In the majority of microsatellite-stable colorectal cancers (CRCs), an initiating mutation occurs in the adenomatous polyposis coli (APC) or beta-catenin gene, activating the beta-catenin/TCF pathway. The progression of resulting adenomas is associated with oncogenic activation of KRas and inactivation of the p53 and TGF-beta/Smad functions. Most established CRC cell lines contain mutations in the TGF-beta/Smad pathway, but little is known about the function of TGF-beta in the early phases of intestinal tumorigenesis.

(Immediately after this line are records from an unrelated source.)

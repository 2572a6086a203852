//! Loading entrypoints and implementations.
//!
//! Most callers should use [`load_from_path`] or [`load_upload`] (from [`unified`]) which:
//!
//! - auto-detect the format by file extension (or you can override via [`LoadOptions`])
//! - load into an in-memory [`crate::types::DataSet`] with inferred column types
//! - optionally report success/failure/alerts to a [`LoadObserver`]
//!
//! Column types are inferred per column: blank cells are `Null`; a column whose remaining cells
//! are all integers is `Int64`, else all numbers is `Float64`, else all `true`/`false` is `Bool`,
//! else `Utf8`. A column with no values at all is `Float64`.
//!
//! Every loaded dataset has a `StudentID` and a `Name` column; missing ones are synthesized
//! (`1..=n` and `Student {n}`).
//!
//! Format-specific functions are also available under:
//! - [`csv`]
//! - `excel` (requires the `excel` feature)

pub mod csv;
#[cfg(feature = "excel")]
pub mod excel;
mod infer;
pub mod observability;
pub mod unified;

pub use observability::{
    CompositeObserver, FileObserver, LoadContext, LoadObserver, LoadSeverity, LoadStats,
    LogObserver, StdErrObserver,
};
pub use unified::{load_from_bytes, load_from_path, load_upload, LoadOptions, TableFormat};
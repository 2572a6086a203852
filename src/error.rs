use thiserror::Error;

/// Convenience result type used across the crate.
pub type AnalysisResult<T> = Result<T, AnalysisError>;

/// Error type returned by loading, subject detection and export.
///
/// Missing optional columns and missing scores are never errors; they are filled or skipped
/// by the stage that meets them.
#[derive(Debug, Error)]
pub enum AnalysisError {
    /// Underlying I/O error (e.g. file not found, permission denied).
    #[error("io error: {0}")]
    Io(#[from] std::io::Error),

    /// The input could not be read as CSV (unequal row lengths, invalid UTF-8, ...).
    #[error("csv error: {0}")]
    Csv(#[from] csv::Error),

    #[cfg(feature = "excel")]
    /// Spreadsheet read error (feature-gated behind `excel`).
    #[error("excel error: {0}")]
    Excel(#[from] calamine::Error),

    /// The input was readable but has no usable tabular structure.
    #[error("malformed table: {message}")]
    Malformed { message: String },

    /// The input format could not be determined or is not enabled.
    #[error("unsupported format: {message}")]
    UnsupportedFormat { message: String },

    /// No numeric subject columns remain after excluding identity/derived fields.
    #[error("no numeric subject columns detected (excluded: {excluded:?})")]
    NoSubjectColumns { excluded: Vec<String> },

    /// Spreadsheet serialization failed.
    #[error("export error: {0}")]
    Export(#[from] rust_xlsxwriter::XlsxError),
}

impl AnalysisError {
    /// True when the raw input could not be parsed as tabular data.
    ///
    /// I/O errors surfaced through the CSV reader are not parse errors.
    pub fn is_parse_error(&self) -> bool {
        match self {
            AnalysisError::Csv(err) => !matches!(err.kind(), csv::ErrorKind::Io(_)),
            #[cfg(feature = "excel")]
            AnalysisError::Excel(_) => true,
            AnalysisError::Malformed { .. } => true,
            _ => false,
        }
    }
}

We used mouse and human ex vivo 3D intestinal organoid cultures and in vivo mouse models to study the effect of TGF-beta on the Lgr5(+) intestinal stem cells and their progeny in intestinal adenomas. We found that the TGF-beta-induced apoptosis in Apc-mutant organoids, including the Lgr5(+) stem cells, was mediated by up-regulation of the BH3-only proapoptotic protein Bcl-2-like protein 11 (Bim). BH3-mimetic compounds recapitulated the effect of Bim not only in the adenomas but also in human CRC organoids that had lost responsiveness to TGF-beta-induced apoptosis. However, wild-type intestinal crypts were markedly less sensitive to TGF-beta than Apc-mutant adenomas, whereas the KRas oncogene increased resistance to TGF-beta via the activation of the Erk1/2 kinase pathway, leading to Bim down-regulation. Our studies identify Bim as a critical mediator of TGF-beta-induced apoptosis in intestinal adenomas and show that the common progression mutations modify Bim levels and sensitivity to TGF-beta during intestinal adenoma development.